Stored data
━━━━━━━━━━━━━━━━━━━━━━━━━━━━━━
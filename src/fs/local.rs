use std::io;
use std::path::Path;

use tracing::debug;

use super::{DirEntry, FileAccessor};

/// 基于 `std::fs` 的本地实现，每次调用独立打开和释放句柄
#[derive(Debug, Clone, Copy, Default)]
pub struct LocalFileAccessor;

impl FileAccessor for LocalFileAccessor {
    fn exists(&self, path: &Path) -> bool {
        path.exists()
    }

    fn is_dir(&self, path: &Path) -> bool {
        path.is_dir()
    }

    fn is_file(&self, path: &Path) -> bool {
        path.is_file()
    }

    fn create_dir_all(&self, path: &Path) -> io::Result<()> {
        std::fs::create_dir_all(path)
    }

    fn list_entries(&self, dir: &Path) -> io::Result<Vec<DirEntry>> {
        let mut entries = Vec::new();
        for entry in std::fs::read_dir(dir)? {
            let entry = entry?;
            // file_type() 不跟随符号链接，这里用 metadata 跟随
            let is_file = std::fs::metadata(entry.path())
                .map(|m| m.is_file())
                .unwrap_or(false);
            entries.push(DirEntry {
                path: entry.path(),
                is_file,
            });
        }
        debug!(dir = %dir.display(), count = entries.len(), "列出目录");
        Ok(entries)
    }

    fn read(&self, path: &Path) -> io::Result<Vec<u8>> {
        std::fs::read(path)
    }

    fn write(&self, path: &Path, contents: &[u8]) -> io::Result<()> {
        std::fs::write(path, contents)
    }

    fn remove_file(&self, path: &Path) -> io::Result<()> {
        std::fs::remove_file(path)
    }
}
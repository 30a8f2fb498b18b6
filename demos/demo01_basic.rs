//! demo01_basic.rs —— 多目录表单存储演示
//!
//! ```text
//! 1. 两个保存目录：primary 启用，archive 禁用
//! 2. 保存两个表单，列出摘要
//! 3. 通过 disabledForms 隐藏其中一个
//! ```
//!
//! # 运行
//! ```bash
//! cargo run --example demo01_basic
//! ```

use form_store::prelude::*;

fn main() -> form_store::error::Result<()> {
    dotenv::dotenv().ok();

    tracing_subscriber::fmt()
        .with_env_filter(
            std::env::var("RUST_LOG").unwrap_or_else(|_| "form_store=debug".into()),
        )
        .init();

    let root = std::env::temp_dir().join("form-store-demo");
    let config = StoreConfig::from_yaml_str(&format!(
        r#"
forms:
  savePaths:
    {root}/primary: true
    {root}/archive: false
  disabledForms:
    survey: true
"#,
        root = root.display()
    ))?;

    let store = FormStore::open(config.settings())?;

    store.save(
        "contact",
        &FormDefinition::new("contact").with_label("联系表单"),
    )?;
    store.save("survey-2024", &FormDefinition::new("survey"))?;

    println!("保存目录:");
    for save_path in store.save_paths() {
        println!("  {} (enabled = {})", save_path.path.display(), save_path.enabled);
    }

    println!("\n表单列表（survey 已禁用）:");
    for form in store.list_forms()? {
        println!(
            "  {:<12} {:<12} {}",
            form.identifier, form.name, form.persistence_identifier
        );
    }

    // 禁用只影响列表，按文件名仍可读取
    let survey = store.load("survey-2024")?;
    println!("\n直接读取 survey-2024: identifier = {}", survey.identifier);

    Ok(())
}
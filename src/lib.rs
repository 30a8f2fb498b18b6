pub mod codec;
pub mod config;
pub mod document;
pub mod error;
pub mod fs;
pub mod store;
pub mod testing;

pub mod prelude {
    pub use crate::codec::{DocumentCodec, JsonCodec, YamlCodec};
    pub use crate::config::{StoreConfig, StoreSettings};
    pub use crate::document::{FormDefinition, FormSummary, SavePath};
    pub use crate::error::{FormStoreError, Result};
    pub use crate::fs::{FileAccessor, LocalFileAccessor};
    pub use crate::store::FormStore;
}
use super::{DocumentCodec, decode_error};
use crate::document::FormDefinition;
use crate::error::CodecError;

/// 基于 serde_json 的编解码器，输出带缩进的 JSON
#[derive(Debug, Clone, Copy, Default)]
pub struct JsonCodec;

impl DocumentCodec for JsonCodec {
    fn extension(&self) -> &str {
        "json"
    }

    fn decode(&self, bytes: &[u8]) -> Result<FormDefinition, CodecError> {
        serde_json::from_slice(bytes).map_err(decode_error)
    }

    fn encode(&self, form: &FormDefinition) -> Result<Vec<u8>, CodecError> {
        serde_json::to_vec_pretty(form).map_err(|e| CodecError::Encode(e.to_string()))
    }
}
━━━━━━━━━━━━━━━━━━━━━━━━━━━━━━
The expected answer is one number: how many lines above contain "FormDefinition".

6